As a Lyme patient – what would happen when your condition got in the way of a deadline?

My health is not 100 percent, but I take things day-by-day and I try to be as transparent as possible with all the parties I work with in terms of deadlines and my health. It is hard, and I do not always open up about the challenges my health presents, but when I really need to take it easy, I open up and have no shame asking for help. Personally, instead of getting mad at myself, I try and understand myself and my limitations. With my team, if someone has a delay – we accommodate as much as possible, and try to have all hands on deck if anyone needs extra support, but one thing we never compromise is the quality and care we put into our work.

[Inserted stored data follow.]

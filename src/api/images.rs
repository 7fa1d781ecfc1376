//! Image endpoints
//!
//! GET  /?n={identifier}&s={scale}&q={quality} - Serve an image, optionally resized
//! POST /                                        - Upload multipart field `image`

use axum::{
    extract::{
        multipart::{MultipartError, MultipartRejection},
        rejection::QueryRejection,
        Multipart, Query, State,
    },
    http::{header, StatusCode},
    response::{IntoResponse, Response},
    Json,
};
use serde::Serialize;
use tracing::{debug, info, warn};

use super::{error::ApiError, AppState};
use crate::images::{
    accepted_extensions, render, upload_extension, Identifier, ImageKind, RetrievalParams,
    StoreError,
};

/// Multipart field carrying the upload
const IMAGE_FIELD: &str = "image";

/// Stored images never change under a name
const CACHE_CONTROL: &str = "max-age=86400";

/// Retrieval query params
#[derive(Debug, Default, PartialEq, Eq)]
pub struct RetrievalQuery {
    pub n: Option<String>,
    pub s: Option<String>,
    pub q: Option<String>,
}

impl RetrievalQuery {
    /// Collect params from decoded pairs; the first occurrence of a key wins
    pub fn from_pairs(pairs: impl IntoIterator<Item = (String, String)>) -> Self {
        let mut query = Self::default();
        for (key, value) in pairs {
            let slot = match key.as_str() {
                "n" => &mut query.n,
                "s" => &mut query.s,
                "q" => &mut query.q,
                _ => continue,
            };
            if slot.is_none() {
                *slot = Some(value);
            }
        }
        query
    }
}

/// Serve an image by identifier
pub async fn retrieve(
    State(state): State<AppState>,
    pairs: Result<Query<Vec<(String, String)>>, QueryRejection>,
) -> Result<Response, ApiError> {
    let Query(pairs) = pairs.map_err(|e| ApiError::InvalidRequest {
        status: StatusCode::BAD_REQUEST,
        message: e.body_text(),
    })?;
    let query = RetrievalQuery::from_pairs(pairs);

    let identifier: Identifier = query
        .n
        .as_deref()
        .unwrap_or_default()
        .parse()
        .map_err(|_| ApiError::InvalidName)?;
    let kind = identifier.kind();

    let data = state.store.load(&identifier).await?;
    let params = RetrievalParams::parse(kind, query.s.as_deref(), query.q.as_deref())?;

    let max_dimension = state.config.max_dimension;
    let body =
        tokio::task::spawn_blocking(move || render(&data, kind, &params, max_dimension)).await??;

    debug!(
        name = %identifier,
        scale = ?params.scale,
        bytes = body.len(),
        "Serving image"
    );

    Ok((
        [
            (header::CONTENT_TYPE, kind.content_type()),
            (header::CACHE_CONTROL, CACHE_CONTROL),
        ],
        body,
    )
        .into_response())
}

/// Upload response
#[derive(Debug, Serialize)]
pub struct UploadResponse {
    pub success: bool,
    #[serde(skip_serializing_if = "Option::is_none")]
    pub name: Option<String>,
    #[serde(skip_serializing_if = "Option::is_none")]
    pub error: Option<String>,
}

/// Store an uploaded image, returning its identifier
pub async fn upload(
    State(state): State<AppState>,
    multipart: Result<Multipart, MultipartRejection>,
) -> Result<Response, ApiError> {
    let mut multipart = multipart.map_err(|e| ApiError::InvalidRequest {
        status: e.status(),
        message: e.body_text(),
    })?;

    let mut upload = None;
    while let Some(field) = multipart.next_field().await.map_err(multipart_error)? {
        if field.name() != Some(IMAGE_FIELD) {
            continue;
        }

        let extension = upload_extension(field.file_name()).unwrap_or_default();
        if ImageKind::from_extension(&extension).is_none() {
            debug!(
                extension = %extension,
                accepted = %accepted_extensions(),
                "Unsupported upload type"
            );
            return Err(ApiError::UnsupportedType);
        }

        let data = field.bytes().await.map_err(multipart_error)?;
        upload = Some((extension, data));
        break;
    }

    let (extension, data) = upload.ok_or_else(|| ApiError::InvalidRequest {
        status: StatusCode::BAD_REQUEST,
        message: format!("missing multipart field '{}'", IMAGE_FIELD),
    })?;
    let size = data.len();

    match state.store.store(data.to_vec(), &extension).await {
        Ok(stored) => {
            if stored.created {
                info!(name = %stored.identifier, bytes = size, "Stored image");
            }
            Ok(Json(UploadResponse {
                success: true,
                name: Some(stored.identifier.to_string()),
                error: None,
            })
            .into_response())
        }
        Err(StoreError::Unsupported(_)) => Err(ApiError::UnsupportedType),
        Err(e) => {
            warn!(error = %e, "Failed to store image");
            Ok((
                StatusCode::INTERNAL_SERVER_ERROR,
                Json(UploadResponse {
                    success: false,
                    name: None,
                    error: Some(e.to_string()),
                }),
            )
                .into_response())
        }
    }
}

fn multipart_error(e: MultipartError) -> ApiError {
    ApiError::InvalidRequest {
        status: e.status(),
        message: e.body_text(),
    }
}

#[cfg(test)]
mod tests {
    use super::*;

    fn pairs(raw: &[(&str, &str)]) -> Vec<(String, String)> {
        raw.iter()
            .map(|(k, v)| (k.to_string(), v.to_string()))
            .collect()
    }

    #[test]
    fn test_query_first_value_wins() {
        let query = RetrievalQuery::from_pairs(pairs(&[
            ("n", "first.png"),
            ("s", "0.5"),
            ("n", "second.png"),
            ("s", "2"),
            ("q", "80"),
            ("q", "10"),
        ]));

        assert_eq!(query.n.as_deref(), Some("first.png"));
        assert_eq!(query.s.as_deref(), Some("0.5"));
        assert_eq!(query.q.as_deref(), Some("80"));
    }

    #[test]
    fn test_query_ignores_unknown_keys() {
        let query = RetrievalQuery::from_pairs(pairs(&[("x", "1"), ("s", "")]));
        assert_eq!(
            query,
            RetrievalQuery {
                n: None,
                s: Some(String::new()),
                q: None,
            }
        );
    }
}
//! Error-to-HTTP response conversion
//!
//! Handlers return `Result<_, ApiError>`; every variant maps to a status
//! code and a short plaintext body.

use axum::http::StatusCode;
use axum::response::{IntoResponse, Response};
use thiserror::Error;
use tracing::{debug, error};

use crate::images::{ParamError, StoreError, TransformError};

/// Request failures
#[derive(Debug, Error)]
pub enum ApiError {
    /// `n` missing or not a valid identifier
    #[error("n is not right")]
    InvalidName,

    #[error(transparent)]
    InvalidParam(#[from] ParamError),

    #[error("scale is out of range")]
    ScaleOutOfRange,

    /// Malformed request body (multipart)
    #[error("{message}")]
    InvalidRequest { status: StatusCode, message: String },

    #[error("content type is not support")]
    UnsupportedType,

    #[error("image not exist")]
    NotFound,

    #[error("{0}")]
    Internal(String),
}

impl ApiError {
    /// HTTP status for this error
    pub fn status(&self) -> StatusCode {
        match self {
            ApiError::InvalidName
            | ApiError::InvalidParam(_)
            | ApiError::ScaleOutOfRange
            | ApiError::UnsupportedType => StatusCode::BAD_REQUEST,
            ApiError::InvalidRequest { status, .. } => *status,
            ApiError::NotFound => StatusCode::NOT_FOUND,
            ApiError::Internal(_) => StatusCode::INTERNAL_SERVER_ERROR,
        }
    }
}

impl From<StoreError> for ApiError {
    fn from(e: StoreError) -> Self {
        match e {
            StoreError::NotFound => ApiError::NotFound,
            StoreError::Unsupported(_) => ApiError::UnsupportedType,
            other => ApiError::Internal(other.to_string()),
        }
    }
}

impl From<TransformError> for ApiError {
    fn from(e: TransformError) -> Self {
        match e {
            TransformError::TooLarge { .. } => ApiError::ScaleOutOfRange,
            other => ApiError::Internal(other.to_string()),
        }
    }
}

impl From<tokio::task::JoinError> for ApiError {
    fn from(e: tokio::task::JoinError) -> Self {
        ApiError::Internal(e.to_string())
    }
}

impl IntoResponse for ApiError {
    fn into_response(self) -> Response {
        let status = self.status();

        if status.is_server_error() {
            error!(status = %status, error = %self, "Server error in image handler");
        } else {
            debug!(status = %status, error = %self, "Rejected image request");
        }

        (status, self.to_string()).into_response()
    }
}
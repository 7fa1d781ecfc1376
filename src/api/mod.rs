//! HTTP API module - image upload/retrieval and health

mod error;
mod images;

use std::sync::Arc;

use axum::{
    extract::{DefaultBodyLimit, State},
    http::StatusCode,
    response::IntoResponse,
    routing::get,
    Json, Router,
};
use serde::Serialize;
use tower::ServiceBuilder;
use tower_http::trace::TraceLayer;

use crate::config::Config;
use crate::images::ImageStore;
pub use error::ApiError;
pub use images::{RetrievalQuery, UploadResponse};

/// Shared application state
#[derive(Clone)]
pub struct AppState {
    pub config: Arc<Config>,
    pub store: Arc<ImageStore>,
}

impl AppState {
    /// Build state over the configured storage root
    pub fn new(config: Arc<Config>) -> Self {
        let store = Arc::new(ImageStore::new(config.image_root()));
        Self { config, store }
    }
}

/// Build the API router
pub fn router(state: AppState) -> Router {
    let body_limit = state.config.max_upload_bytes;

    Router::new()
        .route(
            "/",
            get(images::retrieve)
                .post(images::upload)
                .fallback(method_not_found),
        )
        .route("/health", get(health_check))
        .layer(
            ServiceBuilder::new()
                .layer(TraceLayer::new_for_http())
                .layer(DefaultBodyLimit::max(body_limit)),
        )
        .with_state(state)
}

/// Unsupported methods on `/` get an empty 404
async fn method_not_found() -> StatusCode {
    StatusCode::NOT_FOUND
}

/// Health check endpoint
async fn health_check(State(state): State<AppState>) -> impl IntoResponse {
    if state.store.is_available().await {
        (
            StatusCode::OK,
            Json(HealthResponse {
                status: "healthy",
                storage: "ok",
            }),
        )
    } else {
        (
            StatusCode::SERVICE_UNAVAILABLE,
            Json(HealthResponse {
                status: "unhealthy",
                storage: "error",
            }),
        )
    }
}

#[derive(Serialize)]
struct HealthResponse {
    status: &'static str,
    storage: &'static str,
}
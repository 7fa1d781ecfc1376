//! Supported image formats and their content types
//!
//! The extension table is shared by upload (which extensions may be stored)
//! and retrieval (which content type and encoder to answer with).

use image::ImageFormat;

/// Extension to content type table
const CONTENT_TYPES: &[(&str, ImageKind)] = &[
    ("jpg", ImageKind::Jpeg),
    ("jpeg", ImageKind::Jpeg),
    ("gif", ImageKind::Gif),
    ("png", ImageKind::Png),
];

/// Image format family served by this daemon
#[derive(Debug, Clone, Copy, PartialEq, Eq, Hash)]
pub enum ImageKind {
    Jpeg,
    Gif,
    Png,
}

impl ImageKind {
    /// Look up a lowercase file extension (without the dot)
    pub fn from_extension(ext: &str) -> Option<Self> {
        CONTENT_TYPES
            .iter()
            .find(|(known, _)| *known == ext)
            .map(|(_, kind)| *kind)
    }

    /// MIME type sent as `Content-Type`
    pub fn content_type(self) -> &'static str {
        match self {
            ImageKind::Jpeg => "image/jpeg",
            ImageKind::Gif => "image/gif",
            ImageKind::Png => "image/png",
        }
    }

    /// Codec used to re-encode images of this kind
    pub fn format(self) -> ImageFormat {
        match self {
            ImageKind::Jpeg => ImageFormat::Jpeg,
            ImageKind::Gif => ImageFormat::Gif,
            ImageKind::Png => ImageFormat::Png,
        }
    }
}

/// All extensions accepted for upload, in table order
pub fn supported_extensions() -> impl Iterator<Item = &'static str> {
    CONTENT_TYPES.iter().map(|(ext, _)| *ext)
}
//! imgd - content-addressed image server daemon
//!
//! Stores uploads under their MD5 hash and serves them back, optionally
//! resized and re-encoded.

pub mod api;
pub mod config;
pub mod images;

use std::net::SocketAddr;
use std::path::Path;
use std::sync::Arc;

use anyhow::{Context, Result};
use axum::Router;
use tokio::net::TcpListener;
use tokio::sync::watch;
use tracing::info;

pub use config::Config;

use api::AppState;

/// The imgd server instance
pub struct Server {
    config: Arc<Config>,
    state: AppState,
    shutdown_tx: watch::Sender<bool>,
    shutdown_rx: watch::Receiver<bool>,
}

impl Server {
    /// Create a new server instance, creating the storage root if needed
    pub async fn new(config: Config) -> Result<Self> {
        let config = Arc::new(config);
        let state = AppState::new(config.clone());

        state.store.ensure_root().await.with_context(|| {
            format!(
                "failed to create image root {}",
                state.store.root().display()
            )
        })?;
        info!("imgd storing images in {}", state.store.root().display());

        let (shutdown_tx, shutdown_rx) = watch::channel(false);

        Ok(Self {
            config,
            state,
            shutdown_tx,
            shutdown_rx,
        })
    }

    /// Storage root in use
    pub fn image_root(&self) -> &Path {
        self.state.store.root()
    }

    /// Build the router
    fn router(&self) -> Router {
        api::router(self.state.clone())
    }

    /// Run the server until shutdown
    pub async fn run(&self) -> Result<()> {
        let listener = TcpListener::bind(self.config.bind_addr).await?;
        let local_addr = listener.local_addr()?;
        info!("imgd listening on {}", local_addr);

        let router = self.router();
        let mut shutdown_rx = self.shutdown_rx.clone();

        axum::serve(listener, router)
            .with_graceful_shutdown(async move {
                shutdown_rx.changed().await.ok();
            })
            .await?;

        info!("imgd shutdown complete");
        Ok(())
    }

    /// Signal the server to shutdown
    pub fn shutdown(&self) {
        let _ = self.shutdown_tx.send(true);
    }

    /// Get the configured bind address
    pub fn bind_addr(&self) -> SocketAddr {
        self.config.bind_addr
    }
}
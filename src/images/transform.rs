//! Retrieval pipeline: decode, optional resize, re-encode
//!
//! Output is always encoded in the format named by the identifier's
//! extension, whatever the stored bytes turn out to be.

use std::io::Cursor;

use image::codecs::gif::GifEncoder;
use image::codecs::jpeg::JpegEncoder;
use image::imageops::FilterType;
use image::{DynamicImage, Frame, ImageError};
use thiserror::Error;

use super::format::ImageKind;

/// JPEG quality used when the request does not name one
pub const DEFAULT_JPEG_QUALITY: u8 = 75;

/// Query parameter parse errors
#[derive(Debug, Clone, PartialEq, Eq, Error)]
pub enum ParamError {
    #[error("faild to parse quality")]
    Quality,

    #[error("faild to parse scale")]
    Scale,
}

/// Transform errors
#[derive(Debug, Error)]
pub enum TransformError {
    #[error("{0}")]
    Decode(ImageError),

    #[error("{0}")]
    Encode(ImageError),

    #[error("scale is out of range")]
    TooLarge { width: u32, height: u32 },
}

/// Parsed `s` and `q` query parameters
#[derive(Debug, Clone, Copy, PartialEq)]
pub struct RetrievalParams {
    /// Resize factor; `None` serves the original dimensions
    pub scale: Option<f64>,
    /// JPEG quality 1..=100
    pub quality: u8,
}

impl Default for RetrievalParams {
    fn default() -> Self {
        Self {
            scale: None,
            quality: DEFAULT_JPEG_QUALITY,
        }
    }
}

impl RetrievalParams {
    /// Parse raw query values for an image of the given kind.
    ///
    /// Quality is only read for JPEG; other kinds ignore it even when
    /// malformed. Scale `<= 0` or absent means no resize.
    pub fn parse(
        kind: ImageKind,
        scale: Option<&str>,
        quality: Option<&str>,
    ) -> Result<Self, ParamError> {
        let quality = match quality.filter(|q| !q.is_empty()) {
            Some(raw) if kind == ImageKind::Jpeg => {
                let q: i64 = raw.parse().map_err(|_| ParamError::Quality)?;
                q.clamp(1, 100) as u8
            }
            _ => DEFAULT_JPEG_QUALITY,
        };

        let scale = match scale.filter(|s| !s.is_empty()) {
            Some(raw) => {
                let s: f64 = raw.parse().map_err(|_| ParamError::Scale)?;
                if !s.is_finite() {
                    return Err(ParamError::Scale);
                }
                (s > 0.0).then_some(s)
            }
            None => None,
        };

        Ok(Self { scale, quality })
    }
}

/// Target size for a scale factor, rounded, never below 1px
pub fn scaled_dimensions(width: u32, height: u32, scale: f64) -> (u32, u32) {
    let scale_edge = |edge: u32| ((edge as f64 * scale).round() as u32).max(1);
    (scale_edge(width), scale_edge(height))
}

/// Decode stored bytes, apply `params`, and encode as `kind`.
///
/// `max_dimension` bounds the largest edge a resize may produce.
pub fn render(
    data: &[u8],
    kind: ImageKind,
    params: &RetrievalParams,
    max_dimension: u32,
) -> Result<Vec<u8>, TransformError> {
    let img = image::load_from_memory(data).map_err(TransformError::Decode)?;

    let img = match params.scale {
        Some(scale) => {
            let (width, height) = scaled_dimensions(img.width(), img.height(), scale);
            if width > max_dimension || height > max_dimension {
                return Err(TransformError::TooLarge { width, height });
            }
            img.resize_exact(width, height, FilterType::Lanczos3)
        }
        None => img,
    };

    encode(&img, kind, params.quality)
}

/// Encode an image; JPEG drops alpha, GIF writes a single frame
pub fn encode(img: &DynamicImage, kind: ImageKind, quality: u8) -> Result<Vec<u8>, TransformError> {
    let mut buf = Vec::new();

    match kind {
        ImageKind::Jpeg => {
            let encoder = JpegEncoder::new_with_quality(&mut buf, quality);
            img.to_rgb8()
                .write_with_encoder(encoder)
                .map_err(TransformError::Encode)?;
        }
        ImageKind::Gif => {
            let mut encoder = GifEncoder::new(&mut buf);
            encoder
                .encode_frame(Frame::new(img.to_rgba8()))
                .map_err(TransformError::Encode)?;
        }
        ImageKind::Png => {
            img.write_to(&mut Cursor::new(&mut buf), kind.format())
                .map_err(TransformError::Encode)?;
        }
    }

    Ok(buf)
}
//! imgd - content-addressed image server daemon

use std::net::SocketAddr;
use std::path::PathBuf;
use std::sync::Arc;

use anyhow::Result;
use clap::Parser;
use imgd::{Config, Server};
use tracing::info;
use tracing_subscriber::{layer::SubscriberExt, util::SubscriberInitExt};

/// Image server daemon
#[derive(Parser, Debug)]
#[command(name = "imgd", version, about = "Serve content-addressed images")]
struct Args {
    /// Use the production storage root
    #[arg(short, long)]
    production: bool,

    /// Address to listen on
    #[arg(short, long)]
    bind: Option<SocketAddr>,

    /// Storage root, overrides the production/development roots
    #[arg(long)]
    root: Option<PathBuf>,

    /// TOML config file
    #[arg(short, long)]
    config: Option<PathBuf>,

    /// Emit logs as JSON
    #[arg(long)]
    log_json: bool,
}

#[tokio::main]
async fn main() -> Result<()> {
    let args = Args::parse();

    // Initialize tracing
    let filter = tracing_subscriber::EnvFilter::try_from_default_env()
        .unwrap_or_else(|_| "imgd=info,tower_http=debug".into());
    if args.log_json {
        tracing_subscriber::registry()
            .with(filter)
            .with(tracing_subscriber::fmt::layer().json())
            .init();
    } else {
        tracing_subscriber::registry()
            .with(filter)
            .with(tracing_subscriber::fmt::layer())
            .init();
    }

    // Defaults < config file < IMGD_* env < CLI
    let mut config = Config::load(args.config.as_deref())?;
    if args.production {
        config.production = true;
    }
    if let Some(bind) = args.bind {
        config.bind_addr = bind;
    }
    if let Some(root) = args.root {
        config.root = Some(root);
    }

    // Create and run server
    let server = Arc::new(Server::new(config).await?);

    let signal_server = server.clone();
    tokio::spawn(async move {
        if tokio::signal::ctrl_c().await.is_ok() {
            info!("Shutdown requested");
            signal_server.shutdown();
        }
    });

    server.run().await?;

    Ok(())
}
//! Image identifiers and their on-disk locations
//!
//! An identifier is the public name of a stored image:
//! - `<hash>.<ext>` where `hash` is the 32 hex char MD5 of the file bytes
//! - `ext` is one of the supported extensions (see [`ImageKind`])
//!
//! Files are sharded by the first two characters of the identifier, so
//! `ab12...ef.png` lives at `ab/ab12...ef.png` below the storage root.

use std::fmt;
use std::path::PathBuf;
use std::str::FromStr;
use std::sync::LazyLock;

use md5::{Digest, Md5};
use regex::Regex;

use super::format::{supported_extensions, ImageKind};

/// Validation errors for identifiers
#[derive(Debug, Clone, PartialEq, Eq)]
pub enum IdentifierError {
    /// Identifier is empty
    Empty,
    /// Not of the form `<32 hex>.<ext>`
    Malformed,
    /// Extension is not in the content type table
    UnsupportedExtension(String),
}

impl fmt::Display for IdentifierError {
    fn fmt(&self, f: &mut fmt::Formatter<'_>) -> fmt::Result {
        match self {
            IdentifierError::Empty => write!(f, "identifier cannot be empty"),
            IdentifierError::Malformed => {
                write!(f, "identifier must be 32 lowercase hex characters and an extension")
            }
            IdentifierError::UnsupportedExtension(ext) => {
                write!(f, "extension '{}' is not supported", ext)
            }
        }
    }
}

impl std::error::Error for IdentifierError {}

/// `<hash>.<ext>` with a lowercase MD5 hex digest
static IDENTIFIER_REGEX: LazyLock<Regex> =
    LazyLock::new(|| Regex::new(r"^([0-9a-f]{32})\.([a-z]+)$").unwrap());

/// Validated `<hash>.<ext>` image name
#[derive(Debug, Clone, PartialEq, Eq, Hash)]
pub struct Identifier {
    hash: String,
    extension: String,
    kind: ImageKind,
}

impl Identifier {
    /// Name the given bytes: MD5 over the raw content plus the extension.
    ///
    /// Identical bytes with the same extension always produce the same
    /// identifier, which is what makes repeated uploads idempotent. The
    /// extension must be a lowercase key of the content type table.
    pub fn for_content(data: &[u8], extension: &str) -> Result<Self, IdentifierError> {
        let kind = ImageKind::from_extension(extension)
            .ok_or_else(|| IdentifierError::UnsupportedExtension(extension.to_string()))?;

        Ok(Self {
            hash: compute_hash(data),
            extension: extension.to_string(),
            kind,
        })
    }

    /// Content hash (lowercase hex)
    pub fn hash(&self) -> &str {
        &self.hash
    }

    /// Extension as it appears in the name
    pub fn extension(&self) -> &str {
        &self.extension
    }

    /// Format family selected by the extension
    pub fn kind(&self) -> ImageKind {
        self.kind
    }

    /// Path relative to the storage root: `<first two chars>/<identifier>`
    ///
    /// # Examples
    /// ```
    /// use imgd::images::Identifier;
    ///
    /// let id: Identifier = "098f6bcd4621d373cade4e832627b4f6.png".parse().unwrap();
    /// assert_eq!(
    ///     id.relative_path(),
    ///     std::path::Path::new("09/098f6bcd4621d373cade4e832627b4f6.png")
    /// );
    /// ```
    pub fn relative_path(&self) -> PathBuf {
        let name = self.to_string();
        PathBuf::from(&self.hash[..2]).join(name)
    }
}

impl FromStr for Identifier {
    type Err = IdentifierError;

    /// Parse and validate an identifier taken from a request.
    ///
    /// # Examples
    /// ```
    /// use imgd::images::Identifier;
    ///
    /// assert!("098f6bcd4621d373cade4e832627b4f6.jpg".parse::<Identifier>().is_ok());
    /// assert!("098f6bcd4621d373cade4e832627b4f6.jpeg".parse::<Identifier>().is_ok());
    ///
    /// assert!("".parse::<Identifier>().is_err());
    /// assert!("098f6bcd.jpg".parse::<Identifier>().is_err());                      // Short hash
    /// assert!("098F6BCD4621D373CADE4E832627B4F6.jpg".parse::<Identifier>().is_err()); // Uppercase
    /// assert!("098f6bcd4621d373cade4e832627b4f6.bmp".parse::<Identifier>().is_err()); // Extension
    /// ```
    fn from_str(s: &str) -> Result<Self, Self::Err> {
        if s.is_empty() {
            return Err(IdentifierError::Empty);
        }

        let caps = IDENTIFIER_REGEX
            .captures(s)
            .ok_or(IdentifierError::Malformed)?;
        let hash = &caps[1];
        let extension = &caps[2];

        let kind = ImageKind::from_extension(extension)
            .ok_or_else(|| IdentifierError::UnsupportedExtension(extension.to_string()))?;

        Ok(Self {
            hash: hash.to_string(),
            extension: extension.to_string(),
            kind,
        })
    }
}

impl fmt::Display for Identifier {
    fn fmt(&self, f: &mut fmt::Formatter<'_>) -> fmt::Result {
        write!(f, "{}.{}", self.hash, self.extension)
    }
}

/// Extension of an uploaded filename, lowercased.
///
/// A missing or empty filename defaults to `jpg`. A filename without a
/// `.` has no extension and yields `None`.
pub fn upload_extension(filename: Option<&str>) -> Option<String> {
    match filename {
        None | Some("") => Some("jpg".to_string()),
        Some(name) => name
            .rsplit_once('.')
            .map(|(_, ext)| ext.to_lowercase()),
    }
}

/// Compute the MD5 hex digest of data
fn compute_hash(data: &[u8]) -> String {
    let mut hasher = Md5::new();
    hasher.update(data);
    hex::encode(hasher.finalize())
}

/// Human-readable list of accepted extensions for log lines
pub(crate) fn accepted_extensions() -> String {
    supported_extensions().collect::<Vec<_>>().join(", ")
}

Personally, to manage my health, I take naps, I rest, I see doctors. I had surgery before launching our app and had to work out of beds, hospitals and treatment centers, but I’m doing it despite the obstacles.

At the end of the day, this is my dream. Despite being sick, this is what keeps me going, and I won’t be stopping anytime soon until the needs of the chronic disease and disability community are met.

Who is this app meant for?

This app is founded by patients for patients. The medical conditions listed on our app range from chronic conditions, rare diseases, reproductive conditions, mental health conditions and more. People of all ages have been signing up, but users tend to be younger groups ranging between 13 and 25 years old, and we welcome all patients age 13 and up.

What would you like chronic disease patients to know?

Despite your health, despite your disability, you have so much value in this world. It doesn’t matter what society thinks or what people think – you have something of value that people don’t understand. I want people to realize that chronic patients are brilliant.

A lot of us are so hard on ourselves because we compare ourselves to able-bodied people, but you are unique in this world. It’s a hard lesson that I’m still learning myself. We hope through our work, and advocacy measures we would be able to show the world that chronic patients are valuable, and we hope to #ChangeTheStigma around how society perceives our community. We invite all warriors passionate about our mission and we hope to be a welcoming community for those who need love, support, answers and empowerment during their health journey.

The Riley app is just one way to make connections with other patients and build your chronic disease network. Patients can also join support groups, attend rallies and advocacy events, become a chronic disease ambassador and share their story online.